Der Journalist und Filmemacher Osman Okkan vom KulturForum Türkei Deutschland. 

Osman Okkan, Ehrenpreisträger des Kölner Kulturpreises, über den Niedergang der städtischen Kulturszene und die Entwicklung in der Türkei.

Herr Okkan, vor 60 Jahren sind Sie zum Studium nach Münster gekommen. Sie haben sich lange in der Gewerkschaftsarbeit engagiert, haben schon früh journalistisch gearbeitet. Wann wurde Ihnen bewusst, dass die journalistische Beschäftigung mit dem Thema Migration allein nicht ausreichte?

Ich merkte, dass irgendetwas fehlte. Man ging die Themen mit Professionalität an, aber die prekäre Situation der sogenannten Gastarbeiter, deren kulturelle Identität und das Potenzial, das sie mitbrachten, wurde völlig verkannt und auf Folklore beschränkt. Ich war schon in der Türkei verwoben mit der Kulturszene und dachte, man sollte diese Menschen zusammenbringen. Das würde den türkeistämmigen Menschen hier guttun, aber auch für die hiesige Gesellschaft könnte dieser kulturelle Austausch bereichernd sein. Wir wollten die Möglichkeit schaffen, dass man sich auf Augenhöhe begegnet.

War Ihnen sofort klar, dass der Blick der Deutschen auf die sogenannten Gastarbeiter sehr eingeschränkt war?

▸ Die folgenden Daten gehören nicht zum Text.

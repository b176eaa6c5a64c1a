use chrono::{DateTime, Utc};
use sqlx::PgPool;
use uuid::Uuid;

use crate::errors::ServiceError;
use crate::league::aggregator::{
    compute_player_totals, compute_standings, LedgerEntry, MatchOutcome,
};
use crate::models::event::EventType;
use crate::models::standing::{PlayerStat, PointsSystem, Standing, StandingWithTeam};

const DEFAULT_LEADERBOARD_LIMIT: i64 = 10;

/// Service maintaining the standings cache and the leaderboards. The
/// cache is always a full recompute from the match results; it can be
/// dropped and rebuilt at any time.
#[derive(Debug)]
pub struct StandingsService {
    pool: PgPool,
}

impl StandingsService {
    pub fn new(pool: PgPool) -> Self {
        Self { pool }
    }

    /// Rebuild the tournament's standings rows from its completed
    /// matches. The whole run happens on one repeatable-read snapshot so
    /// two concurrent recomputes cannot interleave half-updated tables.
    pub async fn recompute_for_tournament(
        &self,
        tournament_id: Uuid,
    ) -> Result<(), ServiceError> {
        let mut tx = self.pool.begin().await?;
        sqlx::query("SET TRANSACTION ISOLATION LEVEL REPEATABLE READ")
            .execute(&mut *tx)
            .await?;

        let points = sqlx::query_as::<_, PointsRow>(
            "SELECT points_win, points_draw, points_loss FROM tournaments WHERE id = $1",
        )
        .bind(tournament_id)
        .fetch_optional(&mut *tx)
        .await?
        .ok_or_else(|| ServiceError::not_found("tournament"))?;

        let team_ids: Vec<(Uuid,)> = sqlx::query_as(
            "SELECT team_id FROM tournament_teams WHERE tournament_id = $1 ORDER BY team_id",
        )
        .bind(tournament_id)
        .fetch_all(&mut *tx)
        .await?;
        let team_ids: Vec<Uuid> = team_ids.into_iter().map(|(id,)| id).collect();

        let outcomes = sqlx::query_as::<_, OutcomeRow>(
            r#"
            SELECT id, home_team_id, away_team_id, home_score, away_score,
                   home_shootout_score, away_shootout_score, scheduled_at
            FROM matches
            WHERE tournament_id = $1
              AND status IN ('full_time', 'extra_time', 'penalties')
            "#,
        )
        .bind(tournament_id)
        .fetch_all(&mut *tx)
        .await?;
        let outcomes: Vec<MatchOutcome> =
            outcomes.into_iter().map(OutcomeRow::into_outcome).collect();

        let table = compute_standings(&team_ids, &outcomes, points.into_points_system());

        for row in &table {
            sqlx::query(
                r#"
                INSERT INTO standings (
                    id, tournament_id, team_id, played, wins, draws, losses,
                    goals_for, goals_against, goal_difference, points,
                    recent_form, position, last_updated
                ) VALUES ($1, $2, $3, $4, $5, $6, $7, $8, $9, $10, $11, $12, $13, NOW())
                ON CONFLICT (tournament_id, team_id) DO UPDATE SET
                    played = EXCLUDED.played,
                    wins = EXCLUDED.wins,
                    draws = EXCLUDED.draws,
                    losses = EXCLUDED.losses,
                    goals_for = EXCLUDED.goals_for,
                    goals_against = EXCLUDED.goals_against,
                    goal_difference = EXCLUDED.goal_difference,
                    points = EXCLUDED.points,
                    recent_form = EXCLUDED.recent_form,
                    position = EXCLUDED.position,
                    last_updated = NOW()
                "#,
            )
            .bind(Uuid::new_v4())
            .bind(tournament_id)
            .bind(row.team_id)
            .bind(row.played)
            .bind(row.wins)
            .bind(row.draws)
            .bind(row.losses)
            .bind(row.goals_for)
            .bind(row.goals_against)
            .bind(row.goal_difference)
            .bind(row.points)
            .bind(&row.recent_form)
            .bind(row.position)
            .execute(&mut *tx)
            .await?;
        }

        // Teams unregistered since the last run drop out of the cache.
        sqlx::query(
            "DELETE FROM standings WHERE tournament_id = $1 AND NOT (team_id = ANY($2))",
        )
        .bind(tournament_id)
        .bind(&team_ids)
        .execute(&mut *tx)
        .await?;

        tx.commit().await?;

        tracing::info!(
            "Recomputed standings for tournament {} over {} completed matches",
            tournament_id,
            outcomes.len()
        );

        Ok(())
    }

    /// League table in display order. Empty when nothing is registered or
    /// completed yet.
    pub async fn get_standings(
        &self,
        tournament_id: Uuid,
    ) -> Result<Vec<StandingWithTeam>, ServiceError> {
        let rows = sqlx::query_as::<_, StandingWithTeamRow>(
            r#"
            SELECT s.*, t.team_name
            FROM standings s
            JOIN teams t ON s.team_id = t.id
            WHERE s.tournament_id = $1
            ORDER BY s.position ASC
            "#,
        )
        .bind(tournament_id)
        .fetch_all(&self.pool)
        .await?;

        Ok(rows.into_iter().map(StandingWithTeamRow::into_response).collect())
    }

    pub async fn get_top_scorers(
        &self,
        tournament_id: Uuid,
        limit: Option<i64>,
    ) -> Result<Vec<PlayerStat>, ServiceError> {
        let mut stats = self.load_player_stats(tournament_id).await?;
        stats.retain(|stat| stat.goals > 0);
        stats.sort_by(|a, b| b.goals.cmp(&a.goals));
        stats.truncate(effective_limit(limit));
        Ok(stats)
    }

    pub async fn get_top_assists(
        &self,
        tournament_id: Uuid,
        limit: Option<i64>,
    ) -> Result<Vec<PlayerStat>, ServiceError> {
        let mut stats = self.load_player_stats(tournament_id).await?;
        stats.retain(|stat| stat.assists > 0);
        stats.sort_by(|a, b| b.assists.cmp(&a.assists));
        stats.truncate(effective_limit(limit));
        Ok(stats)
    }

    /// Fold the ledger of the tournament's completed matches into named
    /// per-player totals, in ledger insertion order.
    async fn load_player_stats(
        &self,
        tournament_id: Uuid,
    ) -> Result<Vec<PlayerStat>, ServiceError> {
        let entries = sqlx::query_as::<_, LedgerRow>(
            r#"
            SELECT e.id, e.event_type, e.player_id, e.related_player_id,
                   e.in_shootout, e.voids_event_id
            FROM match_events e
            JOIN matches m ON e.match_id = m.id
            WHERE m.tournament_id = $1
              AND m.status IN ('full_time', 'extra_time', 'penalties')
            ORDER BY e.sequence ASC
            "#,
        )
        .bind(tournament_id)
        .fetch_all(&self.pool)
        .await?;
        let entries: Vec<LedgerEntry> =
            entries.into_iter().map(LedgerRow::into_entry).collect();

        let totals = compute_player_totals(&entries);
        if totals.is_empty() {
            return Ok(Vec::new());
        }

        let player_ids: Vec<Uuid> = totals.iter().map(|t| t.player_id).collect();
        let names: Vec<PlayerNameRow> = sqlx::query_as(
            r#"
            SELECT p.id, p.player_name, t.team_name
            FROM players p
            JOIN teams t ON p.team_id = t.id
            WHERE p.id = ANY($1)
            "#,
        )
        .bind(&player_ids)
        .fetch_all(&self.pool)
        .await?;

        let stats = totals
            .into_iter()
            .map(|total| {
                let name = names.iter().find(|n| n.id == total.player_id);
                PlayerStat {
                    player_id: total.player_id,
                    player_name: name
                        .map(|n| n.player_name.clone())
                        .unwrap_or_default(),
                    team_name: name.map(|n| n.team_name.clone()).unwrap_or_default(),
                    goals: total.goals,
                    assists: total.assists,
                }
            })
            .collect();

        Ok(stats)
    }
}

fn effective_limit(limit: Option<i64>) -> usize {
    limit.unwrap_or(DEFAULT_LEADERBOARD_LIMIT).clamp(1, 100) as usize
}

#[derive(sqlx::FromRow)]
struct PointsRow {
    points_win: i32,
    points_draw: i32,
    points_loss: i32,
}

impl PointsRow {
    fn into_points_system(self) -> PointsSystem {
        PointsSystem {
            win: self.points_win,
            draw: self.points_draw,
            loss: self.points_loss,
        }
    }
}

#[derive(sqlx::FromRow)]
struct OutcomeRow {
    id: Uuid,
    home_team_id: Uuid,
    away_team_id: Uuid,
    home_score: i32,
    away_score: i32,
    home_shootout_score: i32,
    away_shootout_score: i32,
    scheduled_at: DateTime<Utc>,
}

impl OutcomeRow {
    fn into_outcome(self) -> MatchOutcome {
        MatchOutcome {
            match_id: self.id,
            home_team_id: self.home_team_id,
            away_team_id: self.away_team_id,
            home_score: self.home_score,
            away_score: self.away_score,
            home_shootout_score: self.home_shootout_score,
            away_shootout_score: self.away_shootout_score,
            scheduled_at: self.scheduled_at,
        }
    }
}

#[derive(sqlx::FromRow)]
struct LedgerRow {
    id: Uuid,
    event_type: EventType,
    player_id: Option<Uuid>,
    related_player_id: Option<Uuid>,
    in_shootout: bool,
    voids_event_id: Option<Uuid>,
}

impl LedgerRow {
    fn into_entry(self) -> LedgerEntry {
        LedgerEntry {
            event_id: self.id,
            event_type: self.event_type,
            player_id: self.player_id,
            related_player_id: self.related_player_id,
            in_shootout: self.in_shootout,
            voids_event_id: self.voids_event_id,
        }
    }
}

#[derive(sqlx::FromRow)]
struct PlayerNameRow {
    id: Uuid,
    player_name: String,
    team_name: String,
}

#[derive(sqlx::FromRow)]
struct StandingWithTeamRow {
    #[sqlx(flatten)]
    standing: Standing,
    team_name: String,
}

impl StandingWithTeamRow {
    fn into_response(self) -> StandingWithTeam {
        StandingWithTeam {
            standing: self.standing,
            team_name: self.team_name,
        }
    }
}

Ich komme aus der Mittelschicht der Türkei. Ich war schon in meiner Jugend politisch engagiert, hatte aber kaum Kontakt zu arbeitenden Menschen in der Türkei. Aber als Werkstudent habe ich hier erste Eindrücke gewonnen. Einer meiner „Kollegen“ erzählte mir, er arbeite seit 26 Stunden, weil es nicht genug Arbeitskräfte gab. Als ich die Werkswohnungen besuchen wollte und mit Hunden verjagt wurde, merkte ich, da ist etwas, das man nicht wahrnehmen will. Es waren ja Wirtschaftswunderjahre in Deutschland. Da war dieser berechtigte Stolz auf das Geleistete in der kurzen Zeit, aber gleichzeitig sah ich diese Vernachlässigung der Menschen, die hereingeholt wurden. Meine Motivation war es, mich für sie einzusetzen. Das führte auch zu meiner eigenen Transformation von einem Intellektuellen im Elfenbeinturm zu einem Menschen, der sich für diese Problematik öffnete und wahrnahm, was Diskriminierung heißt.

Die Deutschen blickten sehr einseitig auf das Thema Migration?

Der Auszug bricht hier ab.